During the mid-70's Stevie Ray was always voted 2nd best guitarist in Dallas behind another Hendrix wanna-be, Tim Wheeler(Hook-Up, last I heard Tim was doing the Beale St. thang...ever run into him??)
But then Stevie Ray was in the right place at the right time, Austin, just when it was in the middle of that "Live Music Capital Of The World" bullshit. And for what he did, he was good....and got better......for me it might as well have been some Broadway production of Hendrixmania
Randy Hansen took it to the next level and came out on stage dressed as Hendrix in friggin black make-up!!!
Frank Marino tells the tale of tripping on LSD, seeing Jimi and picking up the guitar for the first time in his life and was able to play Hendrix licks note for note...
The all had a "gimmick" and it was all pretty mediocre.
The best thing Stevie Ray did was pay due respect to some of the REAL bluesmen and got them an audience of young white kids that they may have missed out on.
SRV did shit differently from his contemporaries. Of course, he was heavily influenced by Hendrix and many blues greats, but he took that and made his own sound out of it. Don't blame him because you're sick of all his imitators.
Who else was tuning a half-step low, putting unbelievably heavy gauge strings on his guitar, and retrofitting with bass frets? He pretty much invented that sound.
first off, while I love a lot of Buddy Guy's records...dude gave Jimi a cold shoulder and has expressed that he wasnt very impressed with Hendrix, even though Jimi worshipped him...so as brilliant as Buddy Guy is, I hold his opinions to be somewhat suspect.
Skills, yes....inventing a sound, yes...but at the end of the day, SRV's sound and songs are underwhleming to me. It doesnt sound like it comes from anywhere magical or goes anywhere magical. I dont see how his guitar playing is transcendental like Buddy or Jimi. Also, I am sure my opinion is tainted by living in Texas for so many years and being told about the genius of SRV a bazillion times. Like living in Memphis, I have to put up with the "genius" of Jerry Lee Lewis, another vastly over-rated "pioneer". That is a another thread however.

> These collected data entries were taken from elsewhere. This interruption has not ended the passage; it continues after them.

//! Parser for per-field serialization tags.
//!
//! A tag has the shape `name,opt1,opt2,...`.  Everything before the first
//! comma is the serialized field name (empty means "keep the field's own
//! name"); the remainder is a comma-separated list of option tokens.
//!
//! ```rust
//! use typeschema_core::tag::Tag;
//!
//! let tag = Tag::parse("id,omitempty");
//! assert_eq!(tag.name(), Some("id"));
//! assert!(!tag.is_required());
//!
//! // No tag at all: default name, required.
//! let tag = Tag::parse("");
//! assert_eq!(tag.name(), None);
//! assert!(tag.is_required());
//! ```

/// Option token that marks a field as optional.
pub const OMIT_EMPTY: &str = "omitempty";

/// A parsed field tag borrowing from the raw tag string.
#[derive(Debug, Clone, Copy, PartialEq, Eq, Default)]
pub struct Tag<'a> {
    name: Option<&'a str>,
    options: TagOptions<'a>,
}

impl<'a> Tag<'a> {
    /// Split `raw` at the first comma.  Never fails.
    pub fn parse(raw: &'a str) -> Self {
        let (name, options) = match raw.split_once(',') {
            Some((name, options)) => (name, options),
            None => (raw, ""),
        };

        Self {
            name: (!name.is_empty()).then_some(name),
            options: TagOptions(options),
        }
    }

    /// Explicit serialized name, if the tag carries one.
    pub fn name(&self) -> Option<&'a str> {
        self.name
    }

    /// The serialized name, falling back to `field` when the tag has none.
    pub fn name_or(&self, field: &'a str) -> &'a str {
        self.name.unwrap_or(field)
    }

    pub fn options(&self) -> TagOptions<'a> {
        self.options
    }

    /// Fields are required unless their tag carries [`OMIT_EMPTY`].
    ///
    /// This is independent of whether the field type is an `Option<T>`.
    pub fn is_required(&self) -> bool {
        !self.options.contains(OMIT_EMPTY)
    }
}

/// Comma-separated option tokens following the tag name.
#[derive(Debug, Clone, Copy, PartialEq, Eq, Default)]
pub struct TagOptions<'a>(&'a str);

impl<'a> TagOptions<'a> {
    /// Exact membership test against the option tokens.
    pub fn contains(&self, option: &str) -> bool {
        !self.0.is_empty() && self.iter().any(|token| token == option)
    }

    pub fn iter(self) -> impl Iterator<Item = &'a str> {
        let raw = self.0;
        raw.split(',').filter(move |_| !raw.is_empty())
    }

    pub fn is_empty(&self) -> bool {
        self.0.is_empty()
    }

    pub fn as_str(&self) -> &'a str {
        self.0
    }
}

#[cfg(test)]
mod tests {
    use super::*;

    #[test]
    fn name_only() {
        let tag = Tag::parse("b");
        assert_eq!(tag.name(), Some("b"));
        assert!(tag.options().is_empty());
        assert!(tag.is_required());
    }

    #[test]
    fn options_without_name_keep_field_name() {
        let tag = Tag::parse(",omitempty");
        assert_eq!(tag.name(), None);
        assert_eq!(tag.name_or("Field"), "Field");
        assert!(!tag.is_required());
    }

    #[test]
    fn only_first_comma_splits_the_name() {
        let tag = Tag::parse("b,string,omitempty");
        assert_eq!(tag.name(), Some("b"));
        assert_eq!(tag.options().as_str(), "string,omitempty");
        assert_eq!(tag.options().iter().collect::<Vec<_>>(), ["string", "omitempty"]);
        assert!(tag.options().contains("string"));
        assert!(!tag.is_required());
    }

    #[test]
    fn membership_is_exact() {
        let tag = Tag::parse("b,omitemptyish,notomitempty");
        assert!(!tag.options().contains(OMIT_EMPTY));
        assert!(tag.is_required());
    }

    #[test]
    fn empty_tokens_are_tolerated() {
        let tag = Tag::parse("b,,omitempty,");
        assert!(tag.options().contains(OMIT_EMPTY));
        assert!(!tag.options().contains("x"));
    }

    #[test]
    fn missing_tag_is_default_and_required() {
        let tag = Tag::parse("");
        assert_eq!(tag, Tag::default());
        assert!(tag.is_required());
        assert_eq!(tag.options().iter().count(), 0);
    }
}
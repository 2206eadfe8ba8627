//! Recursive mapping from a type's [`Shape`] to a [`Schema`].
//!
//! ```rust
//! use typeschema_core::{impl_reflect, mapper::TypeMapper};
//!
//! struct Config {
//!     #[allow(dead_code)]
//!     a: String,
//!     #[allow(dead_code)]
//!     b: i64,
//! }
//!
//! impl_reflect!(Config { a, b: "b,omitempty" });
//!
//! let config = Config { a: "x".into(), b: 1 };
//! let schema = TypeMapper::default().load(&config).unwrap();
//!
//! assert_eq!(
//!     schema.to_value().unwrap(),
//!     serde_json::json!({
//!         "type": "object",
//!         "properties": {
//!             "a": { "type": "string" },
//!             "b": { "type": "integer" }
//!         },
//!         "required": ["a"]
//!     })
//! );
//! ```
//!
//! Only record fields are followed recursively.  Sequence elements and map
//! values are classified by their kind alone, so a `Vec<Record>` renders as
//! `{"type": "array", "items": {"type": "object"}}` without the record's
//! properties.

use std::{collections::BTreeMap, env};

use crate::{
    error::{Result, SchemaError},
    kind::{Kind, SchemaKind},
    reflect::{RecordShape, Reflect, Shape},
    schema::Schema,
    tag::Tag,
};

/// Default limit for nested record fields.
pub const DEFAULT_MAX_DEPTH: usize = 64;

/// Property key standing for "any key" in schemas generated from maps.
pub const DEFAULT_WILDCARD_KEY: &str = ".*";

/// Environment variable read by [`TypeMapperBuilder::new_from_env`].
pub const MAX_DEPTH_ENV: &str = "TYPESCHEMA_MAX_DEPTH";

/// Map the type `T` with a default [`TypeMapper`].
pub fn schema_for<T>() -> Result<Schema>
where
    T: Reflect + ?Sized,
{
    TypeMapper::default().map::<T>()
}

/// Settings of a [`TypeMapper`].
#[derive(Debug, Clone, PartialEq, Eq)]
pub struct MapperConfig {
    /// Maximum number of nested record fields followed before giving up.
    pub max_depth: usize,
    /// Property key used for the single property of a map schema.
    pub wildcard_key: String,
}

impl Default for MapperConfig {
    fn default() -> Self {
        Self {
            max_depth: DEFAULT_MAX_DEPTH,
            wildcard_key: DEFAULT_WILDCARD_KEY.to_owned(),
        }
    }
}

/// Turns [`Reflect`] types into [`Schema`] trees.
///
/// The mapper is stateless apart from its configuration, so one instance can
/// be shared freely and every call is independent.
#[derive(Debug, Clone, Default)]
pub struct TypeMapper {
    config: MapperConfig,
}

impl TypeMapper {
    pub fn new() -> Self {
        Self::default()
    }

    pub fn builder() -> TypeMapperBuilder {
        TypeMapperBuilder::new()
    }

    pub fn config(&self) -> &MapperConfig {
        &self.config
    }

    /// Map the type of `value`.  The value itself is never read.
    ///
    /// # Errors
    ///
    /// * [`SchemaError::DepthLimitExceeded`] – record fields nest deeper than
    ///   [`MapperConfig::max_depth`], which usually means the type refers to
    ///   itself through a `Box`, `Rc`, `Arc` or `Option`.
    pub fn load<T>(&self, _value: &T) -> Result<Schema>
    where
        T: Reflect + ?Sized,
    {
        self.map::<T>()
    }

    /// Map the type `T`.  See [`Self::load`].
    pub fn map<T>(&self) -> Result<Schema>
    where
        T: Reflect + ?Sized,
    {
        let mut path = Vec::new();
        self.map_shape(T::shape(), &mut path)
    }

    fn map_shape(&self, shape: Shape, path: &mut Vec<&'static str>) -> Result<Schema> {
        #[cfg(feature = "tracing")]
        tracing::trace!(kind = ?shape.kind(), path = %path.join("."), "mapping shape");

        match shape {
            Shape::Leaf(kind) => Ok(Schema::leaf(kind.schema_kind())),
            Shape::Sequence { element } => Ok(Self::map_sequence(element)),
            Shape::Map { value } => Ok(self.map_map(value)),
            Shape::Record(record) => self.map_record(record, path),
        }
    }

    fn map_sequence(element: Kind) -> Schema {
        // Byte blobs are encoded as strings.
        if element.is_byte() {
            return Schema::leaf(Some(SchemaKind::String));
        }

        Schema::array(element.schema_kind())
    }

    fn map_map(&self, value: Kind) -> Schema {
        Schema::map(self.config.wildcard_key.as_str(), value.schema_kind())
    }

    fn map_record(&self, record: RecordShape, path: &mut Vec<&'static str>) -> Result<Schema> {
        if path.len() > self.config.max_depth {
            #[cfg(feature = "tracing")]
            tracing::warn!(
                record = record.name(),
                limit = self.config.max_depth,
                "record nesting exceeds depth limit"
            );

            return Err(SchemaError::DepthLimitExceeded {
                limit: self.config.max_depth,
                path: path.join("."),
            });
        }

        #[cfg(feature = "tracing")]
        tracing::debug!(
            record = record.name(),
            fields = record.fields().len(),
            "mapping record"
        );

        let mut properties = BTreeMap::new();
        let mut required = Vec::new();

        for field in record.fields() {
            let tag = Tag::parse(field.tag());
            let name = tag.name_or(field.name());

            path.push(name);
            let child = self.map_shape(field.shape(), path);
            path.pop();

            properties.insert(name.to_owned(), child?);
            if tag.is_required() {
                required.push(name.to_owned());
            }
        }

        Ok(Schema::object(properties, required))
    }
}

/// Builder for [`TypeMapper`].
///
/// ```rust
/// use typeschema_core::mapper::TypeMapperBuilder;
///
/// let mapper = TypeMapperBuilder::new()
///     .with_max_depth(8)
///     .with_wildcard_key("^.*$")
///     .build()
///     .unwrap();
///
/// assert_eq!(mapper.config().max_depth, 8);
/// ```
#[derive(Debug, Default)]
pub struct TypeMapperBuilder {
    max_depth: Option<usize>,
    max_depth_env: Option<String>,
    wildcard_key: Option<String>,
}

impl TypeMapperBuilder {
    pub fn new() -> Self {
        Self::default()
    }

    /// Start from the `TYPESCHEMA_MAX_DEPTH` environment variable, if set.
    ///
    /// Never fails. A malformed value only surfaces during [`Self::build`].
    pub fn new_from_env() -> Self {
        Self {
            max_depth_env: env::var(MAX_DEPTH_ENV).ok(),
            ..Self::default()
        }
    }

    /// Explicit depth limit.  Takes precedence over the environment.
    pub fn with_max_depth(mut self, max_depth: usize) -> Self {
        self.max_depth = Some(max_depth);
        self
    }

    pub fn with_wildcard_key(mut self, key: impl Into<String>) -> Self {
        self.wildcard_key = Some(key.into());
        self
    }

    /// Finalise the builder.
    ///
    /// # Errors
    ///
    /// * [`SchemaError::Invalid`] – the depth limit is zero or not a number,
    ///   or the wildcard key is empty.
    pub fn build(self) -> Result<TypeMapper> {
        let max_depth = match (self.max_depth, self.max_depth_env) {
            (Some(max_depth), _) => max_depth,
            (None, Some(raw)) => raw.trim().parse().map_err(|_| {
                SchemaError::Invalid(format!("`{MAX_DEPTH_ENV}` is not a number: `{raw}`"))
            })?,
            (None, None) => DEFAULT_MAX_DEPTH,
        };

        if max_depth == 0 {
            return Err(SchemaError::Invalid("max depth must be positive".into()));
        }

        let wildcard_key = self
            .wildcard_key
            .unwrap_or_else(|| DEFAULT_WILDCARD_KEY.to_owned());
        if wildcard_key.is_empty() {
            return Err(SchemaError::Invalid("wildcard key must not be empty".into()));
        }

        Ok(TypeMapper {
            config: MapperConfig {
                max_depth,
                wildcard_key,
            },
        })
    }
}
//! Conversion of a [`Schema`] into a standard draft-07 document built with
//! [`schemars`].
//!
//! The native output keeps a few quirks of the mapping (`"bool"` as a type
//! name, map values under a `.*` property).  Tools that expect a strict
//! draft-07 document can use [`Schema::to_root_schema`] instead, which
//!
//! * renames `bool` to `boolean`,
//! * moves the wildcard property of a map schema to `patternProperties`,
//! * stamps the `$schema` meta-schema URI.
//!
//! ```rust
//! use std::collections::HashMap;
//! use typeschema_core::schema::Schema;
//!
//! let schema = Schema::load(&HashMap::<String, bool>::new()).unwrap();
//! let root = schema.to_root_schema();
//!
//! assert_eq!(
//!     serde_json::to_value(&root).unwrap(),
//!     serde_json::json!({
//!         "$schema": "http://json-schema.org/draft-07/schema#",
//!         "type": "object",
//!         "patternProperties": { ".*": { "type": "boolean" } }
//!     })
//! );
//! ```

use schemars::schema::{
    ArrayValidation, InstanceType, ObjectValidation, RootSchema, Schema as SchemaNode,
    SchemaObject,
};

use crate::{kind::SchemaKind, schema::Schema};

/// Meta-schema URI stamped on exported documents.
pub const DRAFT_07: &str = "http://json-schema.org/draft-07/schema#";

impl From<SchemaKind> for InstanceType {
    fn from(kind: SchemaKind) -> Self {
        match kind {
            SchemaKind::Bool => InstanceType::Boolean,
            SchemaKind::Integer => InstanceType::Integer,
            SchemaKind::Number => InstanceType::Number,
            SchemaKind::String => InstanceType::String,
            SchemaKind::Array => InstanceType::Array,
            SchemaKind::Object => InstanceType::Object,
        }
    }
}

impl Schema {
    /// Export as a draft-07 [`RootSchema`].
    ///
    /// Only objects mapped from a map type become `patternProperties`; a
    /// record whose sole field happens to be named like the wildcard stays a
    /// plain property.  Schemas read back through `Deserialize` carry no map
    /// origin and always export their properties as `properties`.
    pub fn to_root_schema(&self) -> RootSchema {
        RootSchema {
            meta_schema: Some(DRAFT_07.to_owned()),
            schema: to_schema_object(self),
            definitions: schemars::Map::new(),
        }
    }
}

fn kind_object(kind: Option<SchemaKind>) -> SchemaObject {
    SchemaObject {
        instance_type: kind.map(|kind| InstanceType::from(kind).into()),
        ..SchemaObject::default()
    }
}

fn to_schema_object(schema: &Schema) -> SchemaObject {
    let mut object = kind_object(schema.kind());

    if let Some(items) = schema.items() {
        object.array = Some(Box::new(ArrayValidation {
            items: Some(SchemaNode::Object(kind_object(items.kind())).into()),
            ..ArrayValidation::default()
        }));
    }

    if schema.properties().is_empty() && schema.required().is_empty() {
        return object;
    }

    let mut validation = ObjectValidation::default();
    for (name, child) in schema.properties() {
        let child = SchemaNode::Object(to_schema_object(child));
        if schema.is_map() {
            validation.pattern_properties.insert(name.clone(), child);
        } else {
            validation.properties.insert(name.clone(), child);
        }
    }
    // Needs schemars' `preserve_order` to keep declaration order.
    validation.required.extend(schema.required().iter().cloned());

    object.object = Some(Box::new(validation));
    object
}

His original material isn't my bag. He definitely sounds technically proficient.
sure he has some moments that pertain to the "guy with short sleeved shirt with flames on it" crowd, and anyone can be forgiven for hating on that, but this particular track is pure beauty. Check it out.
I prefer his "Steven Hawking Indiana Jubilee with the Sounds of Soul" live album from '72.
It sounds like in Riviera Paradise, as well as his version of Little Wing and Chitlins Con Carne and all of his slow-burner type tunes, he just throw every soul-jazz licks on the wall and see what sticks. It always starts with chord-melody, segue to smooth, jazzy single note runs, morph into Wes-like with octaves, and build up to a crescendo of blues runs to conclude the track. SRV is a very capable guitarist, but a bit formularic to my ears. Perhaps I am not in the age when long drawn out lead guitar impresses me. On the contrary, I find his short bursts of melody in David Bowie's tune and even Don Johnson's album more effective.
One thing I have noticed: SRV is the ONLY white blues guy that has had a major influence on black blues guitarists (not the old folks, but the younger ones born too late to have seen Hendrix). Don't ask me why, it just is. I've been to enough Monday night blues jams to know!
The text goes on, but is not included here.